» **Task data**
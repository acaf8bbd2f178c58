//! Toast notification component
//!
//! A non-blocking overlay that auto-dismisses after a fixed duration.
//! Renders in the bottom-right corner on top of all other content.

use crate::tui::theme::Theme;
use ratatui::{
    layout::{Alignment, Rect},
    style::Style,
    widgets::{Block, Borders, Clear, Paragraph},
    Frame,
};
use std::time::{Duration, Instant};
use unicode_width::UnicodeWidthStr;

/// A toast notification that auto-dismisses
pub struct Toast {
    /// Message to display
    pub message: String,
    created_at: Instant,
    duration: Duration,
}

impl Toast {
    /// Create a new toast with default 3-second duration
    pub fn new(message: impl Into<String>) -> Self {
        Self {
            message: message.into(),
            created_at: Instant::now(),
            duration: Duration::from_secs(3),
        }
    }

    /// Check if the toast has expired and should be removed
    pub fn is_expired(&self) -> bool {
        self.created_at.elapsed() >= self.duration
    }

    /// Render the toast in the bottom-right corner
    pub fn render(&self, f: &mut Frame, area: Rect, theme: &Theme) {
        // 1 line of text + borders, 2 chars padding each side
        let width = (self.message.width() as u16 + 4).min(area.width.saturating_sub(4));
        let height = 3;

        let x = area.right().saturating_sub(width + 2);
        let y = area.bottom().saturating_sub(height + 2);
        let toast_area = Rect::new(x, y, width, height);

        let color = if self.message.starts_with('✗') {
            theme.critical
        } else {
            theme.highlight
        };

        let block = Block::default()
            .borders(Borders::ALL)
            .border_type(theme.border_type)
            .border_style(Style::default().fg(color))
            .style(Style::default().bg(theme.background));

        let text = Paragraph::new(self.message.as_str())
            .alignment(Alignment::Center)
            .style(Style::default().fg(theme.foreground))
            .block(block);

        // Clear the area first so toast appears on top
        f.render_widget(Clear, toast_area);
        f.render_widget(text, toast_area);
    }
}
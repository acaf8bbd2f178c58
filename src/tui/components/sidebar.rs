// Sidebar component
//
// Analysis parameters and their cost/time estimate, deployment health, and
// the key hints for changing them. Mirrors what the next `Enter` will send.

use super::formatters::{format_cost, format_duration};
use crate::report::Estimate;
use crate::trigger::{timeout_secs_for, HealthStatus};
use crate::tui::app::App;
use crate::util::fit_width;
use ratatui::{
    layout::Rect,
    style::{Modifier, Style},
    text::{Line, Span},
    widgets::{Block, Borders, Paragraph, Wrap},
    Frame,
};

/// Render the parameters sidebar
pub fn render(f: &mut Frame, area: Rect, app: &App) {
    let theme = &app.theme;
    let muted = Style::default().fg(theme.muted);
    let value = Style::default()
        .fg(theme.foreground)
        .add_modifier(Modifier::BOLD);
    let header = Style::default()
        .fg(theme.highlight)
        .add_modifier(Modifier::BOLD);
    // Inner width minus the 2-space indent
    let text_width = area.width.saturating_sub(4) as usize;

    let estimate = Estimate::for_count(app.record_count);

    let mut lines = vec![Line::from(Span::styled("Workflow", header))];

    match &app.url_input {
        Some(input) => {
            // Show the tail while typing so the cursor stays visible
            let shown: String = {
                let chars: Vec<char> = input.chars().collect();
                let keep = text_width.saturating_sub(1);
                chars[chars.len().saturating_sub(keep)..].iter().collect()
            };
            lines.push(Line::from(vec![
                Span::raw("  "),
                Span::styled(
                    format!("{}▏", shown),
                    Style::default().fg(theme.selection_fg).bg(theme.selection),
                ),
            ]));
            lines.push(Line::from(Span::styled(
                "  Enter save · Esc cancel",
                muted,
            )));
        }
        None => {
            lines.push(Line::from(vec![
                Span::raw("  "),
                Span::styled(fit_width(&app.config.base_url, text_width), value),
            ]));
        }
    }

    let (health_color, health_text) = match app.health {
        HealthStatus::Online => (theme.ok, "● online".to_string()),
        HealthStatus::Sleeping => (theme.urgent, "◐ may be sleeping".to_string()),
        HealthStatus::Checking => (theme.muted, format!("{} checking", app.spinner_char())),
        HealthStatus::Unknown => (theme.muted, "○ not checked".to_string()),
    };
    lines.push(Line::from(vec![
        Span::raw("  "),
        Span::styled(health_text, Style::default().fg(health_color)),
    ]));
    if app.health == HealthStatus::Sleeping {
        lines.push(Line::from(Span::styled(
            "  first run may take ~1 min",
            muted,
        )));
    }

    lines.push(Line::raw(""));
    lines.push(Line::from(Span::styled("Analysis", header)));
    lines.push(Line::from(vec![
        Span::styled("  Records:    ", muted),
        Span::styled(app.record_count.to_string(), value),
    ]));
    lines.push(Line::from(vec![
        Span::styled("  Critical ≥  ", muted),
        Span::styled(
            app.threshold.to_string(),
            Style::default()
                .fg(theme.severity_color(app.threshold.value()))
                .add_modifier(Modifier::BOLD),
        ),
    ]));

    lines.push(Line::raw(""));
    lines.push(Line::from(Span::styled("Estimate", header)));
    lines.push(Line::from(vec![
        Span::styled("  Time:       ", muted),
        Span::styled(
            format!(
                "~{} ({:.1} min)",
                format_duration(estimate.secs as f64),
                estimate.minutes()
            ),
            Style::default().fg(theme.foreground),
        ),
    ]));
    lines.push(Line::from(vec![
        Span::styled("  Cost:       ", muted),
        Span::styled(format_cost(estimate.cost), Style::default().fg(theme.foreground)),
    ]));
    lines.push(Line::from(vec![
        Span::styled("  AI calls:   ", muted),
        Span::styled(estimate.ai_calls.to_string(), Style::default().fg(theme.foreground)),
    ]));
    lines.push(Line::from(vec![
        Span::styled("  Timeout:    ", muted),
        Span::styled(
            format_duration(timeout_secs_for(app.record_count) as f64),
            Style::default().fg(theme.foreground),
        ),
    ]));

    lines.push(Line::raw(""));
    lines.push(Line::from(Span::styled("Keys", header)));
    let hint = |key: &str, desc: &str| -> Line<'static> {
        Line::from(vec![
            Span::styled(format!("  {:<6}", key), Style::default().fg(theme.chart_primary)),
            Span::styled(desc.to_string(), muted),
        ])
    };
    let start_hint = if app.session.is_analyzing() {
        "running…"
    } else {
        "analyze"
    };
    lines.push(hint("Enter", start_hint));
    lines.push(hint("+ -", "records ±1"));
    lines.push(hint("] [", "records ±10"));
    lines.push(hint("t", "threshold"));
    lines.push(hint("u", "edit URL"));
    lines.push(hint("r", "check health"));
    lines.push(hint("n", "new analysis"));

    let paragraph = Paragraph::new(lines).wrap(Wrap { trim: false }).block(
        Block::default()
            .borders(Borders::ALL)
            .border_type(theme.border_type)
            .border_style(Style::default().fg(theme.border))
            .title(" Settings "),
    );

    f.render_widget(paragraph, area);
}
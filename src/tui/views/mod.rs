// Views module - screen-level rendering logic
//
// The content area shows one of three screens, picked from session state:
// - Welcome: nothing analyzed yet (quick start, benchmark table)
// - Processing: an analysis is in flight
// - Results: tabbed dashboard over the stored result
//
// This module builds the shell around the content and dispatches to it.

mod alerts;
mod charts;
mod modal;
mod processing;
mod pubmed;
mod records;
mod results;
mod welcome;

use super::app::App;
use super::layout::Shell;
use crate::tui::components::{logs_panel, sidebar, status_bar, title_bar};
use ratatui::layout::Rect;
use ratatui::style::Style;
use ratatui::widgets::Block;
use ratatui::Frame;

/// Main UI render function - called on every frame
pub fn draw(f: &mut Frame, app: &mut App) {
    let bg_block = Block::default().style(Style::default().bg(app.theme.background));
    f.render_widget(bg_block, f.area());

    let shell = Shell::split(f.area());

    title_bar::render(f, shell.title, app);
    if let Some(area) = shell.sidebar {
        sidebar::render(f, area, app);
    }
    render_content(f, shell.content, app);
    logs_panel::render(f, shell.logs, app);
    status_bar::render(f, shell.status, app);

    // Modal overlay (on top of everything)
    if let Some(modal_state) = app.modal {
        modal::render(f, modal_state, app);
    }

    // Toast notification (on top of modal too)
    if let Some(ref toast) = app.toast {
        toast.render(f, f.area(), &app.theme);
    }

    // Clear expired toast after render
    app.clear_expired_toast();
}

fn render_content(f: &mut Frame, area: Rect, app: &App) {
    if app.session.is_analyzing() {
        processing::render(f, area, app);
    } else if let Some(result) = app.session.result() {
        results::render(f, area, app, result);
    } else {
        welcome::render(f, area, app);
    }
}

/// Calculate centered rect for overlays
pub(crate) fn centered_rect(width: u16, height: u16, area: Rect) -> Rect {
    let x = area.x + (area.width.saturating_sub(width)) / 2;
    let y = area.y + (area.height.saturating_sub(height)) / 2;
    Rect::new(x, y, width.min(area.width), height.min(area.height))
}

/// Clamp a scroll offset so the last line stays reachable but not past it
pub(crate) fn clamp_scroll(scroll: usize, content_lines: usize, viewport: u16) -> u16 {
    let max = content_lines.saturating_sub(viewport as usize);
    scroll.min(max).min(u16::MAX as usize) as u16
}
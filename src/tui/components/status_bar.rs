// Status bar component
//
// Renders session state at the bottom: phase, records, threshold, health, uptime.

use super::formatters::format_duration;
use crate::session::Phase;
use crate::trigger::HealthStatus;
use crate::tui::app::App;
use crate::tui::layout::Breakpoint;
use ratatui::{
    layout::Rect,
    style::Style,
    widgets::{Block, Borders, Paragraph},
    Frame,
};

/// Render the status bar with session state
///
/// Adapts to terminal width:
/// - Wide: Full format with labels
/// - Narrow: Compact icon-based format
pub fn render(f: &mut Frame, area: Rect, app: &App) {
    let bp = Breakpoint::from_width(area.width);

    let (phase, records) = match app.session.phase() {
        Phase::Idle => ("idle".to_string(), None),
        Phase::Analyzing { started, .. } => (
            format!("analyzing {}", format_duration(started.elapsed().as_secs_f64())),
            None,
        ),
        Phase::Done(result) => ("done".to_string(), Some(result.len())),
    };

    let health_icon = match app.health {
        HealthStatus::Online => "●",
        HealthStatus::Sleeping => "◐",
        HealthStatus::Checking => "◌",
        HealthStatus::Unknown => "○",
    };

    let records_text = records.map(|n| n.to_string()).unwrap_or_else(|| "-".into());

    let status_text = if !bp.at_least(Breakpoint::Wide) {
        format!(
            " {} │ {} │ 📄 {} │ ⚠ ≥{} │ {}",
            app.uptime(),
            phase,
            records_text,
            app.threshold,
            health_icon,
        )
    } else {
        let error = if app.session.last_error().is_some() {
            " │ last run failed"
        } else {
            ""
        };
        format!(
            " {} │ {} │ 📄 {} records │ ⚠ critical ≥ {} │ {} {} │ next run: {} records{}",
            app.uptime(),
            phase,
            records_text,
            app.threshold,
            health_icon,
            app.health.describe(),
            app.record_count,
            error,
        )
    };

    let status = Paragraph::new(status_text)
        .style(Style::default().fg(app.theme.status_bar))
        .block(Block::default().borders(Borders::TOP));

    f.render_widget(status, area);
}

» **What the task asks**
Where a line of the listing contains the word "chars", it counts toward the total; say how many lines that makes, giving the number alone.

» **Problem solution**
3